Champ Car has become a questionably viable racing series that essentially no one in North America cares about. It features a field of drivers that may be quite talented in their own right, but no one in North America cares about them, either.
The IRL's IndyCar Series, which has been in existence since 1996 and has yet to capture the hearts and minds of auto racing fans in the United States beyond the Indianapolis 500, isn't doing much better.
It has a marquee event in the Indy 500 and it does have a driver that also moonlights as a Sports Illustrated swimsuit model, but the rest of the field – perhaps outside driver/dancer Helio Castroneves – sadly is just as faceless as the starting line-up of a Major League Soccer club.
When open-wheel racing in America went through its painful divorce at the end of the 1995 season, it was at its zenith, with millions of fans watching on television and in person. Since then, those numbers have dropped dramatically to a fraction of what they were, and NASCAR's popularity in America has skyrocketed.
So now, after years of mutual acrimony, the two sides of this once great marriage of speed and exceptional world-class driving talent are once more looking at each other face-to-face, lines of age and years of tough times showing on both of their faces, and both have come to a stark realization that it is now or never for open-wheel racing.
IRL president Tony George, condemned over a decade ago for precipitating the dissolution of the iconic sport, has seen a golden opportunity to change his legacy in auto racing. He will lead the new organisation.
Champ Car's failure to regain its former glory has been blamed on a lack of strong leadership at the top, leaving it saddled with a series of failed business plans.
The majority of Champ Car teams have minimal sponsorship support and many have turned to financial help outside of the United States in the form of sponsorship and drivers bringing cash for a seat.
Under George and his cash the IRL has survived for more than a dozen years; but the majority of its teams also face a constant struggle to attract the kind of quality sponsorship that is necessary to support themselves and grow the series.
Will a consolidated series help this situation?
Not immediately, perhaps: but Champ Car teams with domestic sponsorships can at least go to their sponsors and ask for more money now that they will represent them in the biggest race of the year and in the world – the Indy 500.
In recent years, Champ Car's schedule often saw races being cut during the season and this year was likely to follow that pattern, leaving a schedule of 10 races more than likely.
Champ Car team owners have another issue to deal with, however.
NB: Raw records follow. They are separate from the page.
//! Stateless HTTP request builder and response parser for the cart endpoints.
//!
//! # Design
//! `CartClient` holds only a `base_url` and carries no cart state between
//! calls. Each operation has a `build_*` method producing an `HttpRequest`;
//! every cart endpoint answers with the same snapshot shape, so a single
//! `parse_cart` consumes all of their responses.

use std::num::NonZeroU32;

use crate::error::{ApiError, ServiceRejection};
use crate::http::{HttpMethod, HttpRequest, HttpResponse};
use crate::types::{AddItem, AddItems, CartSnapshot, ChangeLineItem, VariantId};

/// Synchronous, stateless client for the cart endpoints.
#[derive(Debug, Clone)]
pub struct CartClient {
    base_url: String,
}

impl CartClient {
    pub fn new(base_url: &str) -> Self {
        Self {
            base_url: base_url.trim_end_matches('/').to_string(),
        }
    }

    pub fn base_url(&self) -> &str {
        &self.base_url
    }

    pub fn build_get_cart(&self) -> HttpRequest {
        HttpRequest {
            method: HttpMethod::Get,
            path: format!("{}/cart", self.base_url),
            headers: vec![accept_json()],
            body: None,
        }
    }

    pub fn build_add_item(
        &self,
        variant: &VariantId,
        quantity: NonZeroU32,
    ) -> Result<HttpRequest, ApiError> {
        let payload = AddItems {
            items: vec![AddItem {
                id: variant.clone(),
                quantity,
            }],
        };
        self.post_json("cart/add", &payload)
    }

    pub fn build_change_quantity(
        &self,
        variant: &VariantId,
        quantity: u32,
    ) -> Result<HttpRequest, ApiError> {
        let payload = ChangeLineItem {
            id: variant.clone(),
            quantity,
        };
        self.post_json("cart/change", &payload)
    }

    /// Removal is a change to quantity zero.
    pub fn build_remove_item(&self, variant: &VariantId) -> Result<HttpRequest, ApiError> {
        self.build_change_quantity(variant, 0)
    }

    pub fn parse_cart(&self, response: HttpResponse) -> Result<CartSnapshot, ApiError> {
        check_status(&response)?;
        serde_json::from_str(&response.body).map_err(ApiError::Deserialization)
    }

    fn post_json<T: serde::Serialize>(
        &self,
        endpoint: &str,
        payload: &T,
    ) -> Result<HttpRequest, ApiError> {
        let body = serde_json::to_string(payload).map_err(ApiError::Serialization)?;
        Ok(HttpRequest {
            method: HttpMethod::Post,
            path: format!("{}/{endpoint}", self.base_url),
            headers: vec![
                ("content-type".to_string(), "application/json".to_string()),
                accept_json(),
            ],
            body: Some(body),
        })
    }
}

fn accept_json() -> (String, String) {
    ("accept".to_string(), "application/json".to_string())
}

/// Any non-2xx status is a rejection; the service is opaque beyond that.
fn check_status(response: &HttpResponse) -> Result<(), ServiceRejection> {
    if response.is_success() {
        return Ok(());
    }
    Err(ServiceRejection {
        status: response.status,
        body: response.body.clone(),
    })
}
They had been looking at a 14-race series in 2008, with a good deal of events overseas. With a loss of those overseas races, any foreign sponsorship deals will disappear along with the races.
The IndyCar series has 16 confirmed races on its 2008 slate and speculation hints that three of Champ Car's street races - in Long Beach (California), Edmonton (Alberta) and Surfer's Paradise (Australia) - will be added to that.
That makes a potential 19-race schedule this year possible, adding further stress to Champ Car team owners, many of whom spent a good deal of their money to buy new cars and equipment for the 2008 season.
As for whether anyone will care about the newly amalgamated series, I bet American race fans will be more interested at present about how Dale Earnhardt Jr., Jeff Gordon, Jimmie Johnson and Tony Stewart rebound from their disappointments in Sunday's Daytona 500.